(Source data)
*** Block opens ***

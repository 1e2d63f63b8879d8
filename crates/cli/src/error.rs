//! CLI error type.

use std::path::PathBuf;

use thiserror::Error;

/// Errors that can occur while running a command.
#[derive(Debug, Error)]
pub enum CliError {
    /// A file could not be read, or output could not be written.
    #[error("I/O error on {path}: {source}")]
    Io {
        path: PathBuf,
        #[source]
        source: std::io::Error,
    },

    /// A file did not contain the expected JSON.
    #[error("Invalid JSON in {path}: {source}")]
    Json {
        path: PathBuf,
        #[source]
        source: serde_json::Error,
    },

    /// The checked cart breaks one or more invariants.
    #[error("Cart has {0} invariant violation(s)")]
    InvariantsViolated(usize),
}

impl CliError {
    pub(crate) fn io(path: impl Into<PathBuf>, source: std::io::Error) -> Self {
        Self::Io {
            path: path.into(),
            source,
        }
    }

    pub(crate) fn json(path: impl Into<PathBuf>, source: serde_json::Error) -> Self {
        Self::Json {
            path: path.into(),
            source,
        }
    }
}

*** Block closes ***

__Task directions__:
Without leaving anything out, give the entries again exactly.

__Response to this task__:
repository 1e2d63f63b8879d8
filename crates/cli/src/error.rs
//! CLI error type.

use std::path::PathBuf;

use thiserror::Error;

/// Errors that can occur while running a command.
#[derive(Debug, Error)]
pub enum CliError {
    /// A file could not be read, or output could not be written.
    #[error("I/O error on {path}: {source}")]
    Io {
        path: PathBuf,
        #[source]
        source: std::io::Error,
    },

    /// A file did not contain the expected JSON.
    #[error("Invalid JSON in {path}: {source}")]
    Json {
        path: PathBuf,
        #[source]
        source: serde_json::Error,
    },

    /// The checked cart breaks one or more invariants.
    #[error("Cart has {0} invariant violation(s)")]
    InvariantsViolated(usize),
}

impl CliError {
    pub(crate) fn io(path: impl Into<PathBuf>, source: std::io::Error) -> Self {
        Self::Io {
            path: path.into(),
            source,
        }
    }

    pub(crate) fn json(path: impl Into<PathBuf>, source: serde_json::Error) -> Self {
        Self::Json {
            path: path.into(),
            source,
        }
    }
}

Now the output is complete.